ILOAT Judgment(s): 3065, 3617

Keywords

report; evidence; testimony; adversarial proceedings; due process; duty to inform; procedural flaw; right to be heard

Consideration 7

Extract:

It is true that a long series of examples of mismanagement and omissions that compromises the dignity and career objectives of a complainant can constitute institutional harassment (see Judgments 3315, consideration 22, and 3250, consideration 9). However, the only elements which can be said to constitute harassment are those for which there is no reasonable explanation (see Judgments 4038, consideration 18, 3447, consideration 9, and 2524, consideration 25).

Reference(s)

ILOAT Judgment(s): 2524, 3250, 3315, 3447, 4038

Keywords

institutional harassment

Consideration 8

Extract:

Where an investigation into a harassment complaint is found to be flawed, the Tribunal in principle remits the matter to the organization concerned so that a new investigation can be conducted. However, in this case, in view of the considerable delay occasioned by HRD and the JAAB, the Tribunal considers it appropriate not to remit the matter to the ILO.
Since the complainant was denied the right to have his harassment grievance duly investigated, the Tribunal considers it fair to redress the moral injury so caused by ordering the Organization to pay him 15,000 Swiss francs in compensation.

Keywords

moral injury; inquiry; flaw; harassment; moral damages

Consideration 9

Extract:

[...] Although it must be taken into account that the complainant took a month to provide his comments and that HRD asked the investigator to respond to them, which may have taken some time, the Tribunal considers that, in view of the circumstances of the case, a period of nine months between the submission of the findings of the investigation and the notification of the decision of HRD is excessive.
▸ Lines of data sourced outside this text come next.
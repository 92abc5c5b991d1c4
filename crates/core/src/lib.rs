//! `medstock-core` — domain foundation building blocks.
//!
//! This crate contains **pure domain** primitives (no IO, no HTTP, no storage
//! concerns): the clinic partition key, stable identifiers, and the ledger
//! error model.

pub mod clinic;
pub mod error;
pub mod id;

pub use clinic::Clinic;
pub use error::{LedgerError, LedgerResult};
pub use id::DispatchId;
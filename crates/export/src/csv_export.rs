//! CSV encoding/decoding.
//!
//! Download and upload share one column layout per table, so a stock export
//! can be edited and uploaded back unchanged.

use thiserror::Error;

use medstock_ledger::{DispatchRecord, MonthlyReportRow, StockEntry};

pub const STOCK_HEADERS: [&str; 2] = ["Medicine", "Quantity"];

pub const DISPATCH_HEADERS: [&str; 5] = [
    "Dispatch Id",
    "Transaction No",
    "Medicine",
    "Count",
    "Timestamp",
];

pub const REPORT_HEADERS: [&str; 3] = ["Medicine", "Month", "Total Dispatched"];

const TIMESTAMP_FORMAT: &str = "%Y-%m-%d %H:%M:%S";

#[derive(Debug, Error)]
pub enum ExportError {
    #[error("csv error: {0}")]
    Csv(#[from] csv::Error),

    #[error("workbook error: {0}")]
    Xlsx(#[from] rust_xlsxwriter::XlsxError),

    #[error("output is not valid utf-8: {0}")]
    Encoding(#[from] std::string::FromUtf8Error),

    #[error("invalid upload row {line}: {message}")]
    InvalidRow { line: usize, message: String },
}

fn into_string(writer: csv::Writer<Vec<u8>>) -> Result<String, ExportError> {
    let bytes = writer
        .into_inner()
        .map_err(|e| ExportError::Csv(e.into_error().into()))?;
    Ok(String::from_utf8(bytes)?)
}

/// Encode a stock table as CSV.
pub fn stock_to_csv(entries: &[StockEntry]) -> Result<String, ExportError> {
    let mut writer = csv::Writer::from_writer(Vec::new());
    writer.write_record(STOCK_HEADERS)?;
    for entry in entries {
        writer.write_record([entry.name.as_str(), &entry.quantity.to_string()])?;
    }
    into_string(writer)
}

/// Encode a dispatch log as CSV.
pub fn dispatch_log_to_csv(records: &[DispatchRecord]) -> Result<String, ExportError> {
    let mut writer = csv::Writer::from_writer(Vec::new());
    writer.write_record(DISPATCH_HEADERS)?;
    for record in records {
        writer.write_record([
            record.id.to_string().as_str(),
            &record.transaction_number,
            &record.medicine_name,
            &record.count.to_string(),
            &record.dispatched_at.format(TIMESTAMP_FORMAT).to_string(),
        ])?;
    }
    into_string(writer)
}

/// Encode a monthly report as CSV.
pub fn report_to_csv(rows: &[MonthlyReportRow]) -> Result<String, ExportError> {
    let mut writer = csv::Writer::from_writer(Vec::new());
    writer.write_record(REPORT_HEADERS)?;
    for row in rows {
        writer.write_record([
            row.medicine_name.as_str(),
            &row.month,
            &row.total.to_string(),
        ])?;
    }
    into_string(writer)
}

/// Parse a bulk stock upload (same layout as [`stock_to_csv`] output).
///
/// The header row is required. Quantities must parse as non-negative
/// integers; the row's 1-based line number is reported on failure so the
/// uploader can fix the file.
pub fn parse_stock_csv(input: &str) -> Result<Vec<StockEntry>, ExportError> {
    let mut reader = csv::ReaderBuilder::new()
        .trim(csv::Trim::All)
        .from_reader(input.as_bytes());

    let mut entries = Vec::new();
    for (idx, result) in reader.records().enumerate() {
        // Header is line 1; data starts on line 2.
        let line = idx + 2;
        let record = result?;

        let name = record
            .get(0)
            .filter(|n| !n.is_empty())
            .ok_or(ExportError::InvalidRow {
                line,
                message: "missing medicine name".to_string(),
            })?;
        let quantity: u32 = record
            .get(1)
            .unwrap_or_default()
            .parse()
            .map_err(|_| ExportError::InvalidRow {
                line,
                message: format!(
                    "quantity must be a non-negative integer, got '{}'",
                    record.get(1).unwrap_or_default()
                ),
            })?;

        entries.push(StockEntry::new(name, quantity));
    }

    Ok(entries)
}

#[cfg(test)]
mod tests {
    use chrono::{TimeZone, Utc};

    use medstock_core::DispatchId;
    use medstock_ledger::monthly_report;

    use super::*;

    #[test]
    fn stock_csv_round_trips_through_upload_parser() {
        let entries = vec![
            StockEntry::new("Paracetamol", 20),
            StockEntry::new("Aspirin", 0),
        ];

        let csv = stock_to_csv(&entries).unwrap();
        assert!(csv.starts_with("Medicine,Quantity\n"));

        let parsed = parse_stock_csv(&csv).unwrap();
        assert_eq!(parsed, entries);
    }

    #[test]
    fn upload_rejects_negative_quantity_with_line_number() {
        let input = "Medicine,Quantity\nAspirin,10\nParacetamol,-3\n";

        let err = parse_stock_csv(input).unwrap_err();
        match err {
            ExportError::InvalidRow { line, .. } => assert_eq!(line, 3),
            other => panic!("expected InvalidRow, got {other:?}"),
        }
    }

    #[test]
    fn upload_rejects_missing_name() {
        let input = "Medicine,Quantity\n,10\n";
        assert!(matches!(
            parse_stock_csv(input),
            Err(ExportError::InvalidRow { line: 2, .. })
        ));
    }

    #[test]
    fn dispatch_csv_uses_spreadsheet_timestamp_format() {
        let record = DispatchRecord {
            id: DispatchId::new(),
            transaction_number: "TR1".to_string(),
            medicine_name: "Aspirin".to_string(),
            count: 5,
            dispatched_at: Utc.with_ymd_and_hms(2025, 7, 1, 9, 30, 0).unwrap(),
        };

        let csv = dispatch_log_to_csv(&[record]).unwrap();
        assert!(csv.contains("TR1,Aspirin,5,2025-07-01 09:30:00"));
    }

    #[test]
    fn report_csv_rows_follow_report_order() {
        let records = vec![
            DispatchRecord {
                id: DispatchId::new(),
                transaction_number: "TR1".to_string(),
                medicine_name: "Aspirin".to_string(),
                count: 10,
                dispatched_at: Utc.with_ymd_and_hms(2025, 7, 1, 9, 0, 0).unwrap(),
            },
            DispatchRecord {
                id: DispatchId::new(),
                transaction_number: "TR2".to_string(),
                medicine_name: "Aspirin".to_string(),
                count: 3,
                dispatched_at: Utc.with_ymd_and_hms(2025, 8, 1, 9, 0, 0).unwrap(),
            },
        ];

        let csv = report_to_csv(&monthly_report(&records)).unwrap();
        let lines: Vec<&str> = csv.lines().collect();
        assert_eq!(
            lines,
            vec![
                "Medicine,Month,Total Dispatched",
                "Aspirin,July 2025,10",
                "Aspirin,August 2025,3",
            ]
        );
    }
}
use medstock_auth::{PrincipalId, Role};

/// Principal context for a request (authenticated identity + roles).
///
/// Inserted by the auth middleware; present on all protected routes.
#[derive(Debug, Clone, PartialEq, Eq)]
pub struct PrincipalContext {
    principal_id: PrincipalId,
    username: String,
    roles: Vec<Role>,
}

impl PrincipalContext {
    pub fn new(principal_id: PrincipalId, username: String, roles: Vec<Role>) -> Self {
        Self {
            principal_id,
            username,
            roles,
        }
    }

    pub fn principal_id(&self) -> PrincipalId {
        self.principal_id
    }

    pub fn username(&self) -> &str {
        &self.username
    }

    pub fn roles(&self) -> &[Role] {
        &self.roles
    }
}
Harassment cases should be treated as quickly and efficiently as possible, in order to protect staff members from unnecessary suffering, but attention must also to thoroughness and procedure (see Judgment 3447, consideration 7).
The moral injury thus caused to the complainant will be fairly redressed by awarding him compensation in the amount of 1,000 Swiss francs.

Reference(s)

ILOAT Judgment(s): 3447

Keywords

procedure; moral injury; delay; inquiry; harassment; moral damages

Consideration 10

Extract:

As to the proceedings before the JAAB, they were also seriously delayed. Whereas the grievance was filed on 21 August 2014, the JAAB’s report was issued on 1 April 2016. Both the JAAB and the ILO have admitted this delay, which the Director-General agreed, in the impugned decision, to compensate in the amount of 2,500 Swiss francs.